Starting at the top of the entries below, print each line exactly until the line with "pub enum CheckStatus" has been printed too.

Collected data:
============================================================
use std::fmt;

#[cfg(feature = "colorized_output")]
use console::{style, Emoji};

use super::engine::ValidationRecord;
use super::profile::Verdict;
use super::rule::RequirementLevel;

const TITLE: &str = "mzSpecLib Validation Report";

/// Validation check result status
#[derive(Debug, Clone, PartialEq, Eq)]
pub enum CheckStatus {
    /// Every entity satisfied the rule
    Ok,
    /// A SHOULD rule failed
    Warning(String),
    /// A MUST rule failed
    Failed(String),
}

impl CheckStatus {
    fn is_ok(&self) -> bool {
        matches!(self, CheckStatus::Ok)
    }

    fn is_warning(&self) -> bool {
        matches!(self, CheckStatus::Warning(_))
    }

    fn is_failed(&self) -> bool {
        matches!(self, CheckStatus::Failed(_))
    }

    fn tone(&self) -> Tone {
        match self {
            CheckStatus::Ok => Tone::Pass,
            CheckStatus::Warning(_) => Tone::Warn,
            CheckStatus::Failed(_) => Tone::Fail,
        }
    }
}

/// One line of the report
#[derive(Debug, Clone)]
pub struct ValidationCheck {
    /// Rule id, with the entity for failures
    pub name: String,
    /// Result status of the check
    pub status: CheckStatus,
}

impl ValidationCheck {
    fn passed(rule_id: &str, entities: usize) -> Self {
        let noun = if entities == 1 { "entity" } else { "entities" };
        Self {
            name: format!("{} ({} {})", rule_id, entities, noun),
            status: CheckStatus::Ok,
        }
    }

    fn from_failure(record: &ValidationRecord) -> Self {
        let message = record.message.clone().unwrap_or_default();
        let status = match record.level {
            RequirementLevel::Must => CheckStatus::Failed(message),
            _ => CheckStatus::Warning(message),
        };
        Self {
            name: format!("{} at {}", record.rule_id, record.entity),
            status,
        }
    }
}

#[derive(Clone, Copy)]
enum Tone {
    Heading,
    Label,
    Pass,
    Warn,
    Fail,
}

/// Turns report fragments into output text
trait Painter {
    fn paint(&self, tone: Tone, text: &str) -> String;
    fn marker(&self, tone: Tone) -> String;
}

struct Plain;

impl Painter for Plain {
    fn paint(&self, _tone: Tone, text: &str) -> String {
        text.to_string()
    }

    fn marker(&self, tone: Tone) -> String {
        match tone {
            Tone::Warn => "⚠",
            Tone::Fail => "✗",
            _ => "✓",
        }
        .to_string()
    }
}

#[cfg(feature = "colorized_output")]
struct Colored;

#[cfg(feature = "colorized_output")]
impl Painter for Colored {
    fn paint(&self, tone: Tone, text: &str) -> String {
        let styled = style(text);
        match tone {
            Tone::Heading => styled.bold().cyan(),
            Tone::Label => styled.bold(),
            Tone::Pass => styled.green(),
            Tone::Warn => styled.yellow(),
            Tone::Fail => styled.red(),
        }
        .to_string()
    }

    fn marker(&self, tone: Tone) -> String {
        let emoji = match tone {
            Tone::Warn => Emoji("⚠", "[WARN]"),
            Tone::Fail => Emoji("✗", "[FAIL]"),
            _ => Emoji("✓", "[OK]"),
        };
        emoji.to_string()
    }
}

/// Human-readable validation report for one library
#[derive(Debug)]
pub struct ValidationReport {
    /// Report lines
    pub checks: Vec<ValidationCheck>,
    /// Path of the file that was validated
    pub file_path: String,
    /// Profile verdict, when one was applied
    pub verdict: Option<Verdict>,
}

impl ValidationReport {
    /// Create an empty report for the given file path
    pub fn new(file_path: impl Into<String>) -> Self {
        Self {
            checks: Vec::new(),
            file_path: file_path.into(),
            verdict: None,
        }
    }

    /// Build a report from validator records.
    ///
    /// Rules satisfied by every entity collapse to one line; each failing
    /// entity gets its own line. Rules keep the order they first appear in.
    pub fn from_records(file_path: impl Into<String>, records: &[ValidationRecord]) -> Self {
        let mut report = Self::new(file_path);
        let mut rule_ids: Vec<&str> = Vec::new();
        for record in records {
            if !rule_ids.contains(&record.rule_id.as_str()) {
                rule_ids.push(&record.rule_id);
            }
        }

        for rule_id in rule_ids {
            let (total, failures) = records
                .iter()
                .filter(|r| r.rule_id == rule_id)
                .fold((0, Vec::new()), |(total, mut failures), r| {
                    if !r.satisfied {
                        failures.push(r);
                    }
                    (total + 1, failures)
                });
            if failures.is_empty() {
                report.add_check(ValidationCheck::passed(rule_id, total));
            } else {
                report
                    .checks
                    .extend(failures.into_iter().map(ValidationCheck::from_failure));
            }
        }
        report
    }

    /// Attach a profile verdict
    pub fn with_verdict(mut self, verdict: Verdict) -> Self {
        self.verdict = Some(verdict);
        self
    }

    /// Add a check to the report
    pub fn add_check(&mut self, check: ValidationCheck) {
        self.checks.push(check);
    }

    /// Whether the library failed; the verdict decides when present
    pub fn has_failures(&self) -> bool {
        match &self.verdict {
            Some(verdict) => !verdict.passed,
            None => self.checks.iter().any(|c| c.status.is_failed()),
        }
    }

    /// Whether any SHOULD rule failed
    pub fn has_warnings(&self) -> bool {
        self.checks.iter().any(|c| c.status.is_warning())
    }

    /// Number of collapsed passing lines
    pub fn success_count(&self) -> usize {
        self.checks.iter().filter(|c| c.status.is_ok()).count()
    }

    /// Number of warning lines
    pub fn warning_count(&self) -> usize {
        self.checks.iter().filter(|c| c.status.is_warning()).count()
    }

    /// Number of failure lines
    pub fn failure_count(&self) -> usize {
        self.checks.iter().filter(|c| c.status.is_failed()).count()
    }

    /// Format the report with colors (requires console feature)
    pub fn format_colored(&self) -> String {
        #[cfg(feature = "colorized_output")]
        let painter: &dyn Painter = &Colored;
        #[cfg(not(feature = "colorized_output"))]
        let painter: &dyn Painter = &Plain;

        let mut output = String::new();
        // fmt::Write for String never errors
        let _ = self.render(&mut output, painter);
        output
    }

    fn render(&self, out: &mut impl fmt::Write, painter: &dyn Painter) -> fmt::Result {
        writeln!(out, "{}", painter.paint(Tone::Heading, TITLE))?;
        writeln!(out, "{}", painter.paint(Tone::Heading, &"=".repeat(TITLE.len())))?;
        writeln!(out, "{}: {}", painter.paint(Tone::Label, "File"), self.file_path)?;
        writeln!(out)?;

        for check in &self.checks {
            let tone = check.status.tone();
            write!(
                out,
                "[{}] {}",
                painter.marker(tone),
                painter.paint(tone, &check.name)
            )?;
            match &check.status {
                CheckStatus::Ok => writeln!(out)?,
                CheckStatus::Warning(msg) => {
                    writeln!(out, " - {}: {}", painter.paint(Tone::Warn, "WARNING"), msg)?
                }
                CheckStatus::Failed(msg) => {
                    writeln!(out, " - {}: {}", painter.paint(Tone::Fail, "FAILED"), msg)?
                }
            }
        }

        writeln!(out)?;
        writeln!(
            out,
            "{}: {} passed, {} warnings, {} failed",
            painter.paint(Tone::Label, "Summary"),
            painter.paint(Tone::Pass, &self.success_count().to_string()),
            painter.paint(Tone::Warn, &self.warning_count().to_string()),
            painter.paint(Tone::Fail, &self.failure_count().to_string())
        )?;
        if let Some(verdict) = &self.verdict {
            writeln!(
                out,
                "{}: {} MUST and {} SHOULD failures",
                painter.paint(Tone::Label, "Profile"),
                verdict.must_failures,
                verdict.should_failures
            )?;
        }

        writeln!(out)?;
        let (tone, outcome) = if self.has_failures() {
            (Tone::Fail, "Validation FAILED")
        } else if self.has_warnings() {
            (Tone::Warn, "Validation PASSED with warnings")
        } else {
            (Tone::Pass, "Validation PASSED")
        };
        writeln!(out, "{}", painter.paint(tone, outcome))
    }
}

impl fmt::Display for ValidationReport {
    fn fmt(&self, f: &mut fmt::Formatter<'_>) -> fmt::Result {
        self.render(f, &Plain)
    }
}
============================================================
# Result of the exercise:
use std::fmt;

#[cfg(feature = "colorized_output")]
use console::{style, Emoji};

use super::engine::ValidationRecord;
use super::profile::Verdict;
use super::rule::RequirementLevel;

const TITLE: &str = "mzSpecLib Validation Report";

/// Validation check result status
#[derive(Debug, Clone, PartialEq, Eq)]
pub enum CheckStatus {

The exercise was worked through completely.